Data shown:
//! Codesum - Summarize the declarations of a codebase into one text file.
//!
//! Codesum walks a directory tree, pulls namespaces, types, members and
//! functions out of each source file with line-oriented heuristics, and
//! writes an indented outline of everything it found. The outline is small
//! enough to hand to a language model as context for a whole project.
//!
//! # Quick Start
//!
//! ```no_run
//! use codesum::builder::Summarizer;
//! use codesum::filter::Language;
//!
//! let summary = Summarizer::new("./my-project")
//!     .languages(&[Language::CSharp, Language::Python])
//!     .exclude_dirs(["generated"])
//!     .build()?;
//!
//! println!("Found {} declarations", summary.declaration_count());
//! println!("Total tokens: {}", summary.total_tokens());
//! # Ok::<(), codesum::CodesumError>(())
//! ```
//!
//! # Modules
//!
//! - [`tokens`] - Token counting for the finished summary
//! - [`filter`] - Language detection and content checks
//! - [`walker`] - Directory traversal with exclusion rules
//! - [`codemap`] - Heuristic declaration extraction
//! - [`output`] - Text and JSON rendering, atomic file output
//! - [`builder`] - Fluent API tying the pieces together
//!
//! # Supported Languages
//!
//! - C/C++ (`.c`, `.cpp`, `.h`, `.hpp`, ...)
//! - C# (`.cs`)
//! - Python (`.py`)
//! - JavaScript (`.js`, `.mjs`, `.cjs`)
//! - CSHTML / Razor views (`.cshtml`)

pub mod tokens;
pub mod filter;
pub mod errors;
pub mod walker;
pub mod codemap;
pub mod output;
pub mod builder;

// Re-export key types at crate root for convenience
pub use builder::{summarize_path, SkippedFile, Summarizer, Summary};
pub use codemap::{
    extract_codemap, Codemap, CodemapError, DeclKind, Declaration, Params, UNKNOWN_TYPE,
};
pub use errors::{exit_code, CodesumError};
pub use filter::{FilterError, Language};
pub use output::{OutputError, OutputFormat};
pub use tokens::{count_tokens, Encoding};
pub use walker::{WalkError, WalkOptions};
//! The tagged result of one geometry acquisition.

use crate::domain::GeometryDocument;

/// What a geometry acquisition produced.
#[derive(Debug, Clone, PartialEq)]
pub enum FetchOutcome {
    /// A document with a usable `geometry` member
    Found(GeometryDocument),

    /// No endpoint could be reached at all
    TransportFailure(String),

    /// The upstream answered successfully, but not with JSON
    FormatFailure(String),

    /// The upstream answered, but no answer carried a geometry
    NotFound,
}

impl FetchOutcome {
    /// Whether a usable geometry was obtained.
    pub fn is_found(&self) -> bool {
        matches!(self, FetchOutcome::Found(_))
    }

    /// Short machine-readable label, used in logs.
    pub fn kind(&self) -> &'static str {
        match self {
            FetchOutcome::Found(_) => "found",
            FetchOutcome::TransportFailure(_) => "transport_failure",
            FetchOutcome::FormatFailure(_) => "format_failure",
            FetchOutcome::NotFound => "not_found",
        }
    }
}

#[cfg(test)]
mod tests {
    use super::*;

    #[test]
    fn kinds() {
        let doc = GeometryDocument::parse(br#"{"geometry":{}}"#).unwrap();
        assert!(FetchOutcome::Found(doc).is_found());
        assert!(!FetchOutcome::NotFound.is_found());
        assert_eq!(FetchOutcome::NotFound.kind(), "not_found");
        assert_eq!(
            FetchOutcome::FormatFailure("text/html".into()).kind(),
            "format_failure"
        );
        assert_eq!(
            FetchOutcome::TransportFailure("refused".into()).kind(),
            "transport_failure"
        );
    }
}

Work order: This calls for an exact transcription of every entry above.

Exercise response:
//! Codesum - Summarize the declarations of a codebase into one text file.
//!
//! Codesum walks a directory tree, pulls namespaces, types, members and
//! functions out of each source file with line-oriented heuristics, and
//! writes an indented outline of everything it found. The outline is small
//! enough to hand to a language model as context for a whole project.
//!
//! # Quick Start
//!
//! ```no_run
//! use codesum::builder::Summarizer;
//! use codesum::filter::Language;
//!
//! let summary = Summarizer::new("./my-project")
//!     .languages(&[Language::CSharp, Language::Python])
//!     .exclude_dirs(["generated"])
//!     .build()?;
//!
//! println!("Found {} declarations", summary.declaration_count());
//! println!("Total tokens: {}", summary.total_tokens());
//! # Ok::<(), codesum::CodesumError>(())
//! ```
//!
//! # Modules
//!
//! - [`tokens`] - Token counting for the finished summary
//! - [`filter`] - Language detection and content checks
//! - [`walker`] - Directory traversal with exclusion rules
//! - [`codemap`] - Heuristic declaration extraction
//! - [`output`] - Text and JSON rendering, atomic file output
//! - [`builder`] - Fluent API tying the pieces together
//!
//! # Supported Languages
//!
//! - C/C++ (`.c`, `.cpp`, `.h`, `.hpp`, ...)
//! - C# (`.cs`)
//! - Python (`.py`)
//! - JavaScript (`.js`, `.mjs`, `.cjs`)
//! - CSHTML / Razor views (`.cshtml`)

pub mod tokens;
pub mod filter;
pub mod errors;
pub mod walker;
pub mod codemap;
pub mod output;
pub mod builder;

// Re-export key types at crate root for convenience
pub use builder::{summarize_path, SkippedFile, Summarizer, Summary};
pub use codemap::{
    extract_codemap, Codemap, CodemapError, DeclKind, Declaration, Params, UNKNOWN_TYPE,
};
pub use errors::{exit_code, CodesumError};
pub use filter::{FilterError, Language};
pub use output::{OutputError, OutputFormat};
pub use tokens::{count_tokens, Encoding};
pub use walker::{WalkError, WalkOptions};
//! The tagged result of one geometry acquisition.

use crate::domain::GeometryDocument;

/// What a geometry acquisition produced.
#[derive(Debug, Clone, PartialEq)]
pub enum FetchOutcome {
    /// A document with a usable `geometry` member
    Found(GeometryDocument),

    /// No endpoint could be reached at all
    TransportFailure(String),

    /// The upstream answered successfully, but not with JSON
    FormatFailure(String),

    /// The upstream answered, but no answer carried a geometry
    NotFound,
}

impl FetchOutcome {
    /// Whether a usable geometry was obtained.
    pub fn is_found(&self) -> bool {
        matches!(self, FetchOutcome::Found(_))
    }

    /// Short machine-readable label, used in logs.
    pub fn kind(&self) -> &'static str {
        match self {
            FetchOutcome::Found(_) => "found",
            FetchOutcome::TransportFailure(_) => "transport_failure",
            FetchOutcome::FormatFailure(_) => "format_failure",
            FetchOutcome::NotFound => "not_found",
        }
    }
}

#[cfg(test)]
mod tests {
    use super::*;

    #[test]
    fn kinds() {
        let doc = GeometryDocument::parse(br#"{"geometry":{}}"#).unwrap();
        assert!(FetchOutcome::Found(doc).is_found());
        assert!(!FetchOutcome::NotFound.is_found());
        assert_eq!(FetchOutcome::NotFound.kind(), "not_found");
        assert_eq!(
            FetchOutcome::FormatFailure("text/html".into()).kind(),
            "format_failure"
        );
        assert_eq!(
            FetchOutcome::TransportFailure("refused".into()).kind(),
            "transport_failure"
        );
    }
}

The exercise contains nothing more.